> [ASSIGNMENT] Go line by line through the data and copy those with the word "commands".

Stored records:

○ ○ ○ ○ ○ ○ ○

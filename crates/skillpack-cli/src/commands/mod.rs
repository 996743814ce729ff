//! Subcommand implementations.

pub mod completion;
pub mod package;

○ ○ ○ ○ ○ ○ ○

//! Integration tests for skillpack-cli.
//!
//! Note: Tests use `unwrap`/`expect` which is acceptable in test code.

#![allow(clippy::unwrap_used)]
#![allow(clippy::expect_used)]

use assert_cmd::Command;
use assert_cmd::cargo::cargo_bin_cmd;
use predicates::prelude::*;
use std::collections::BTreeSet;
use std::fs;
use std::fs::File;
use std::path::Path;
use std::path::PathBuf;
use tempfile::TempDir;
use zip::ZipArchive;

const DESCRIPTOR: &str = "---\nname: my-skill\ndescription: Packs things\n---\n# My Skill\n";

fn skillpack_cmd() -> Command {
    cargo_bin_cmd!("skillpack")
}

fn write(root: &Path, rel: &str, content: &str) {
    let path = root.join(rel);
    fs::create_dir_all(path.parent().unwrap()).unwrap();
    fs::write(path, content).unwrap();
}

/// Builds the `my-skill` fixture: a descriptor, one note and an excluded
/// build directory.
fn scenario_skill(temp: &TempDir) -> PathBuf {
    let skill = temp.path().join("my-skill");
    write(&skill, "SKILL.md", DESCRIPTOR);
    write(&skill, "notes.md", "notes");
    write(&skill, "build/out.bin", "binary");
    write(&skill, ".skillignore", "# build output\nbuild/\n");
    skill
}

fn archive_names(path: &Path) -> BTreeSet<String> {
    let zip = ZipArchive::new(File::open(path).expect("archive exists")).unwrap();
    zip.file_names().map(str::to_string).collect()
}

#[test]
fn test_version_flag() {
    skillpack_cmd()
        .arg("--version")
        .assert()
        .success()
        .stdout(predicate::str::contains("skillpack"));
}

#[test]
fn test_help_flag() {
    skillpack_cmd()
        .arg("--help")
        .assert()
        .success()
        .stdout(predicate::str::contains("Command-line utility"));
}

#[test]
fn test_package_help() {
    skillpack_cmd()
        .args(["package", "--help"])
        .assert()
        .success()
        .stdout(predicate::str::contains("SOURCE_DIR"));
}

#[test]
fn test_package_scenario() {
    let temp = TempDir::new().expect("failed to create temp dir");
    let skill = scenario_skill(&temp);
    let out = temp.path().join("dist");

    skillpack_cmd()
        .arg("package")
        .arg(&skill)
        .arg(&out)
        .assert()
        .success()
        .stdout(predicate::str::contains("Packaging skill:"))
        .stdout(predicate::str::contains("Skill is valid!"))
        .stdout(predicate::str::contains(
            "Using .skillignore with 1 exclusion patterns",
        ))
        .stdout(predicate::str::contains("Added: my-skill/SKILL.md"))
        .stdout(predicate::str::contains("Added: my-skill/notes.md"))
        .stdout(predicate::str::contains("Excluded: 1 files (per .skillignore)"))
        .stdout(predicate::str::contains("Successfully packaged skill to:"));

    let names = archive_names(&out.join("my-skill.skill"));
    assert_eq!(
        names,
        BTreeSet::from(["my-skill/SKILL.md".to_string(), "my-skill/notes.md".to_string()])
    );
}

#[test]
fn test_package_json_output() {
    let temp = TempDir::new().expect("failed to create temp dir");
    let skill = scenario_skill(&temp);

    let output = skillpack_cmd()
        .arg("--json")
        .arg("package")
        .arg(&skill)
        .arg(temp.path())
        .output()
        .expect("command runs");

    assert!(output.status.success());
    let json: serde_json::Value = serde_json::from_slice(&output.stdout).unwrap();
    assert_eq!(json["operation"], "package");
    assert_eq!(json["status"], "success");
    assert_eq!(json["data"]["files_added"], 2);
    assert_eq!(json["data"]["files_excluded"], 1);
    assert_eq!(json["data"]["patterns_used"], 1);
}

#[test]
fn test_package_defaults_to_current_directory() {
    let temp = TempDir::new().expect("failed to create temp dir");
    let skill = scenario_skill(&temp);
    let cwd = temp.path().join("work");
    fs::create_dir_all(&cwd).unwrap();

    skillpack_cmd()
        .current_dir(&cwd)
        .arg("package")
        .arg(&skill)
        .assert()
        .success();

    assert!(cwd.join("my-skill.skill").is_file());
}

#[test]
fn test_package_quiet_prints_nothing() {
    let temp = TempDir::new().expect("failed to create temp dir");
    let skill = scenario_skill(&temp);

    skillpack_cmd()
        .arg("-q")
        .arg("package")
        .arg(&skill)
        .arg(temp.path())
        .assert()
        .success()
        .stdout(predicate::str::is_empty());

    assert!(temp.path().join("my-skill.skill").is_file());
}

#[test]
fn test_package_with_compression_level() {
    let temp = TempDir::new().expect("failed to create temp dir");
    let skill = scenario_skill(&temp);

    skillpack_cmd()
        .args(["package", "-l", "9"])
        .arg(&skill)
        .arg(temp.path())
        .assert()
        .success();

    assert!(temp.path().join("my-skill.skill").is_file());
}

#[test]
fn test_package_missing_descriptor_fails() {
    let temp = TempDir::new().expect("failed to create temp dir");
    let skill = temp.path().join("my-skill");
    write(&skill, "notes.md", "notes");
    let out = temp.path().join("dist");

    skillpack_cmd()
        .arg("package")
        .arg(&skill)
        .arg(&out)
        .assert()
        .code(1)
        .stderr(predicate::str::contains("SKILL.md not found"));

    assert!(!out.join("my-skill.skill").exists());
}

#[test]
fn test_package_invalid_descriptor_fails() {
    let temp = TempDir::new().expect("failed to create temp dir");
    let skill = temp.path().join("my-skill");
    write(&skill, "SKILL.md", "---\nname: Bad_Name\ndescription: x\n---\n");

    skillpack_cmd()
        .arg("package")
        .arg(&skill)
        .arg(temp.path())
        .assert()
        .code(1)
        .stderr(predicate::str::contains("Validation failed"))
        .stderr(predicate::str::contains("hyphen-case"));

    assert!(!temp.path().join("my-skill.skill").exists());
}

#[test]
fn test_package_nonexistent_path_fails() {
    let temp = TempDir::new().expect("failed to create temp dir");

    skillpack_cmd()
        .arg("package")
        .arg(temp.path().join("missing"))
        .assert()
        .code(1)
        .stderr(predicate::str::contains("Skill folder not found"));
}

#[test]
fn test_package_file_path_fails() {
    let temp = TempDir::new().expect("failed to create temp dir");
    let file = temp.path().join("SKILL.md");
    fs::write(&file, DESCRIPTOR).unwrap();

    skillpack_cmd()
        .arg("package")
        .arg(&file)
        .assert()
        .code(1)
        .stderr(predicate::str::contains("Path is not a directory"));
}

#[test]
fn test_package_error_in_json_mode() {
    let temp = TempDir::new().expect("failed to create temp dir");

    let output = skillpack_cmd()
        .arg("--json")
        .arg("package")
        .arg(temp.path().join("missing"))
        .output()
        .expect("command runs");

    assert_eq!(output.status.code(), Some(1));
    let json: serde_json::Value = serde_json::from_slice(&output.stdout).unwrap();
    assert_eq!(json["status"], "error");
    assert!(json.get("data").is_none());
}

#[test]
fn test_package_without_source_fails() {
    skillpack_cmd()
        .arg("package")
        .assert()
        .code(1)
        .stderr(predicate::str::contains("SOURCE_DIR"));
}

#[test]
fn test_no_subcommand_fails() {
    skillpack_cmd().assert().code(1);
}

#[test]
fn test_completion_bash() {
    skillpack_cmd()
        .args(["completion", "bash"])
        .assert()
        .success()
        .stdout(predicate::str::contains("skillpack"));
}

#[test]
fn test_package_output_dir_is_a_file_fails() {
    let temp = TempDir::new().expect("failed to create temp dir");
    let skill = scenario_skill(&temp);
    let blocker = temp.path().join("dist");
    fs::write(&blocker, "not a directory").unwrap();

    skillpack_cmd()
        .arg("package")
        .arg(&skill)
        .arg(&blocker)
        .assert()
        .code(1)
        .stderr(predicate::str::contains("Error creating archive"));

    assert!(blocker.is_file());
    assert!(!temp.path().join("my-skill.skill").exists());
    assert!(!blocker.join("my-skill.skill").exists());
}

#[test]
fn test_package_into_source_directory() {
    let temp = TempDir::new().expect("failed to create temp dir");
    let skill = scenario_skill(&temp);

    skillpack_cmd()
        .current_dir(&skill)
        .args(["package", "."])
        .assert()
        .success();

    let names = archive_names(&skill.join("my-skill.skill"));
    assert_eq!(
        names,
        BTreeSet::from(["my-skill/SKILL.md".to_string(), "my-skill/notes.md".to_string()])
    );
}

○ ○ ○ ○ ○ ○ ○

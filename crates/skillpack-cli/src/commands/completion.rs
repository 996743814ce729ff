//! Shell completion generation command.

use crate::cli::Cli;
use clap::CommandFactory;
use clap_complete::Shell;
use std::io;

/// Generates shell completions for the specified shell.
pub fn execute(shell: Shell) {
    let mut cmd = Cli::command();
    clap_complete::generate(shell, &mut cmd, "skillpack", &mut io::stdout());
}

○ ○ ○ ○ ○ ○ ○

> [SOLUTION TO THIS PROBLEM]
filename crates/skillpack-cli/src/commands/mod.rs
filename crates/skillpack-cli/src/commands/completion.rs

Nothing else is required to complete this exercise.